- How to complete this task
Every entry below must be reproduced exactly.

- Provided data
----

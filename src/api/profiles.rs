use crate::auction::model::Media;
use crate::error::ClientError;
use serde::Serialize;

/// 프로필 수정 요청
#[derive(Debug, Clone, Default, PartialEq, Eq, Serialize)]
pub struct ProfileUpdate {
    #[serde(skip_serializing_if = "Option::is_none")]
    pub bio: Option<String>,
    #[serde(skip_serializing_if = "Option::is_none")]
    pub avatar: Option<Media>,
    #[serde(skip_serializing_if = "Option::is_none")]
    pub banner: Option<Media>,
}

impl ProfileUpdate {
    /// 빈 값은 제외, 최소 한 항목 필요
    pub fn new(
        bio: Option<&str>,
        avatar: Option<&str>,
        banner: Option<&str>,
    ) -> Result<Self, ClientError> {
        let clean = |v: Option<&str>| v.map(str::trim).filter(|s| !s.is_empty()).map(str::to_string);
        let update = Self {
            bio: clean(bio),
            avatar: clean(avatar).map(Media::new),
            banner: clean(banner).map(Media::new),
        };

        if update == Self::default() {
            return Err(ClientError::Validation("Nothing to update.".to_string()));
        }
        Ok(update)
    }
}

#[cfg(test)]
mod tests {
    use super::*;

    #[test]
    fn empty_update_is_rejected() {
        assert_eq!(
            ProfileUpdate::new(Some("  "), None, Some("")),
            Err(ClientError::Validation("Nothing to update.".to_string()))
        );
    }

    #[test]
    fn only_provided_fields_are_sent() {
        let update = ProfileUpdate::new(None, Some("https://img/me.png"), None).unwrap();
        assert_eq!(
            serde_json::to_value(&update).unwrap(),
            serde_json::json!({"avatar": {"url": "https://img/me.png"}})
        );
    }
}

----

- Exercise response
filename src/api/profiles.rs
use crate::auction::model::Media;
use crate::error::ClientError;
use serde::Serialize;

/// 프로필 수정 요청
#[derive(Debug, Clone, Default, PartialEq, Eq, Serialize)]
pub struct ProfileUpdate {
    #[serde(skip_serializing_if = "Option::is_none")]
    pub bio: Option<String>,
    #[serde(skip_serializing_if = "Option::is_none")]
    pub avatar: Option<Media>,
    #[serde(skip_serializing_if = "Option::is_none")]
    pub banner: Option<Media>,
}

impl ProfileUpdate {
    /// 빈 값은 제외, 최소 한 항목 필요
    pub fn new(
        bio: Option<&str>,
        avatar: Option<&str>,
        banner: Option<&str>,
    ) -> Result<Self, ClientError> {
        let clean = |v: Option<&str>| v.map(str::trim).filter(|s| !s.is_empty()).map(str::to_string);
        let update = Self {
            bio: clean(bio),
            avatar: clean(avatar).map(Media::new),
            banner: clean(banner).map(Media::new),
        };

        if update == Self::default() {
            return Err(ClientError::Validation("Nothing to update.".to_string()));
        }
        Ok(update)
    }
}

#[cfg(test)]
mod tests {
    use super::*;

    #[test]
    fn empty_update_is_rejected() {
        assert_eq!(
            ProfileUpdate::new(Some("  "), None, Some("")),
            Err(ClientError::Validation("Nothing to update.".to_string()))
        );
    }

    #[test]
    fn only_provided_fields_are_sent() {
        let update = ProfileUpdate::new(None, Some("https://img/me.png"), None).unwrap();
        assert_eq!(
            serde_json::to_value(&update).unwrap(),
            serde_json::json!({"avatar": {"url": "https://img/me.png"}})
        );
    }
}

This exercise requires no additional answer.